[Stored data]
========================================

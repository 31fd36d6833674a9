//! Layout and edge routing choices.
//!
//! The force layout is driven continuously by the canvas simulation; the other
//! layouts are one-shot placements written back into the model.

use std::f64::consts::PI;
use std::str::FromStr;

use serde::{Deserialize, Serialize};
use thiserror::Error;

use crate::model::{ConceptGraph, NodeId, Position};

#[derive(Clone, Copy, Debug, Default, PartialEq, Eq, Hash, Serialize, Deserialize)]
#[serde(rename_all = "lowercase")]
pub enum LayoutKind {
	#[default]
	Force,
	Grid,
	Concentric,
	Preset,
}

impl LayoutKind {
	pub const ALL: [LayoutKind; 4] = [Self::Force, Self::Grid, Self::Concentric, Self::Preset];

	pub fn as_str(self) -> &'static str {
		match self {
			Self::Force => "force",
			Self::Grid => "grid",
			Self::Concentric => "concentric",
			Self::Preset => "preset",
		}
	}

	/// Whether the simulation keeps moving nodes under this layout.
	pub fn is_animated(self) -> bool {
		self == Self::Force
	}
}

#[derive(Clone, Copy, Debug, Default, PartialEq, Eq, Hash, Serialize, Deserialize)]
#[serde(rename_all = "lowercase")]
pub enum Routing {
	Straight,
	#[default]
	Curved,
	Orth,
}

impl Routing {
	pub const ALL: [Routing; 3] = [Self::Straight, Self::Curved, Self::Orth];

	pub fn as_str(self) -> &'static str {
		match self {
			Self::Straight => "straight",
			Self::Curved => "curved",
			Self::Orth => "orth",
		}
	}
}

#[derive(Error, Debug, Clone, PartialEq, Eq)]
#[error("unknown choice `{0}`")]
pub struct UnknownChoice(pub String);

impl FromStr for LayoutKind {
	type Err = UnknownChoice;

	fn from_str(s: &str) -> Result<Self, Self::Err> {
		Self::ALL
			.into_iter()
			.find(|k| k.as_str() == s)
			.ok_or_else(|| UnknownChoice(s.to_string()))
	}
}

impl FromStr for Routing {
	type Err = UnknownChoice;

	fn from_str(s: &str) -> Result<Self, Self::Err> {
		Self::ALL
			.into_iter()
			.find(|r| r.as_str() == s)
			.ok_or_else(|| UnknownChoice(s.to_string()))
	}
}

/// Positions for a one-shot layout centered on `center`, or `None` for layouts
/// that keep the current positions.
pub fn arrange(
	graph: &ConceptGraph,
	kind: LayoutKind,
	center: Position,
	spacing: f64,
) -> Option<Vec<(NodeId, Position)>> {
	match kind {
		LayoutKind::Grid => Some(grid(graph, center, spacing)),
		LayoutKind::Concentric => Some(concentric(graph, center, spacing)),
		LayoutKind::Force | LayoutKind::Preset => None,
	}
}

fn grid(graph: &ConceptGraph, center: Position, spacing: f64) -> Vec<(NodeId, Position)> {
	let n = graph.node_count();
	let cols = (n as f64).sqrt().ceil().max(1.0) as usize;
	let rows = n.div_ceil(cols);
	let (x0, y0) = (
		center.x - (cols as f64 - 1.0) * spacing / 2.0,
		center.y - (rows as f64 - 1.0) * spacing / 2.0,
	);
	graph
		.nodes()
		.enumerate()
		.map(|(i, node)| {
			let (row, col) = (i / cols, i % cols);
			let pos = Position::new(x0 + col as f64 * spacing, y0 + row as f64 * spacing);
			(node.id.clone(), pos)
		})
		.collect()
}

fn concentric(graph: &ConceptGraph, center: Position, spacing: f64) -> Vec<(NodeId, Position)> {
	let mut order: Vec<(usize, &NodeId)> = graph
		.nodes()
		.map(|n| (graph.degree(&n.id), &n.id))
		.collect();
	// stable: equal degrees keep node order
	order.sort_by(|a, b| b.0.cmp(&a.0));

	let mut placed = Vec::with_capacity(order.len());
	let mut ring = 0usize;
	let mut idx = 0usize;
	while idx < order.len() {
		// ring r holds 1 node at the center, then 6r nodes
		let capacity = if ring == 0 { 1 } else { 6 * ring };
		let members = &order[idx..(idx + capacity).min(order.len())];
		let radius = ring as f64 * spacing;
		for (k, (_, id)) in members.iter().enumerate() {
			let angle = 2.0 * PI * k as f64 / members.len() as f64;
			let pos = Position::new(center.x + radius * angle.cos(), center.y + radius * angle.sin());
			placed.push(((*id).clone(), pos));
		}
		idx += members.len();
		ring += 1;
	}
	placed
}

#[cfg(test)]
mod tests {
	use super::*;
	use crate::model::{Edge, Node};

	fn nodes(n: usize) -> ConceptGraph {
		let mut g = ConceptGraph::new();
		for i in 0..n {
			g.add_node(Node::new(format!("n{i}"), "")).unwrap();
		}
		g
	}

	#[test]
	fn choices_parse_from_their_names() {
		for kind in LayoutKind::ALL {
			assert_eq!(kind.as_str().parse::<LayoutKind>(), Ok(kind));
		}
		for routing in Routing::ALL {
			assert_eq!(routing.as_str().parse::<Routing>(), Ok(routing));
		}
		assert!("hierarchy".parse::<LayoutKind>().is_err());
	}

	#[test]
	fn grid_is_centered_row_major() {
		let g = nodes(4);
		let placed = arrange(&g, LayoutKind::Grid, Position::new(0.0, 0.0), 100.0).unwrap();
		let coords: Vec<_> = placed.iter().map(|(_, p)| (p.x, p.y)).collect();
		assert_eq!(
			coords,
			[(-50.0, -50.0), (50.0, -50.0), (-50.0, 50.0), (50.0, 50.0)]
		);
	}

	#[test]
	fn concentric_puts_highest_degree_in_the_middle() {
		let mut g = nodes(4);
		for (i, t) in ["n0", "n1", "n2"].iter().enumerate() {
			g.insert_edge(Edge::new(format!("e{i}"), "n3", *t, "")).unwrap();
		}
		let center = Position::new(10.0, 20.0);
		let placed = arrange(&g, LayoutKind::Concentric, center, 50.0).unwrap();
		assert_eq!(placed[0], ("n3".to_string(), center));
		let ring: Vec<_> = placed[1..].iter().map(|(id, _)| id.as_str()).collect();
		assert_eq!(ring, ["n0", "n1", "n2"]);
		for (_, p) in &placed[1..] {
			let r = ((p.x - center.x).powi(2) + (p.y - center.y).powi(2)).sqrt();
			assert!((r - 50.0).abs() < 1e-9);
		}
	}

	#[test]
	fn force_and_preset_keep_positions() {
		let g = nodes(3);
		assert!(arrange(&g, LayoutKind::Force, Position::default(), 10.0).is_none());
		assert!(arrange(&g, LayoutKind::Preset, Position::default(), 10.0).is_none());
		assert_eq!(arrange(&nodes(0), LayoutKind::Grid, Position::default(), 10.0), Some(vec![]));
	}
}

========================================

**Required work**: Report back each line of the entries that holds the string "ConceptGraph".

**Response**:
use crate::model::{ConceptGraph, NodeId, Position};
	graph: &ConceptGraph,
fn grid(graph: &ConceptGraph, center: Position, spacing: f64) -> Vec<(NodeId, Position)> {
fn concentric(graph: &ConceptGraph, center: Position, spacing: f64) -> Vec<(NodeId, Position)> {
	fn nodes(n: usize) -> ConceptGraph {
		let mut g = ConceptGraph::new();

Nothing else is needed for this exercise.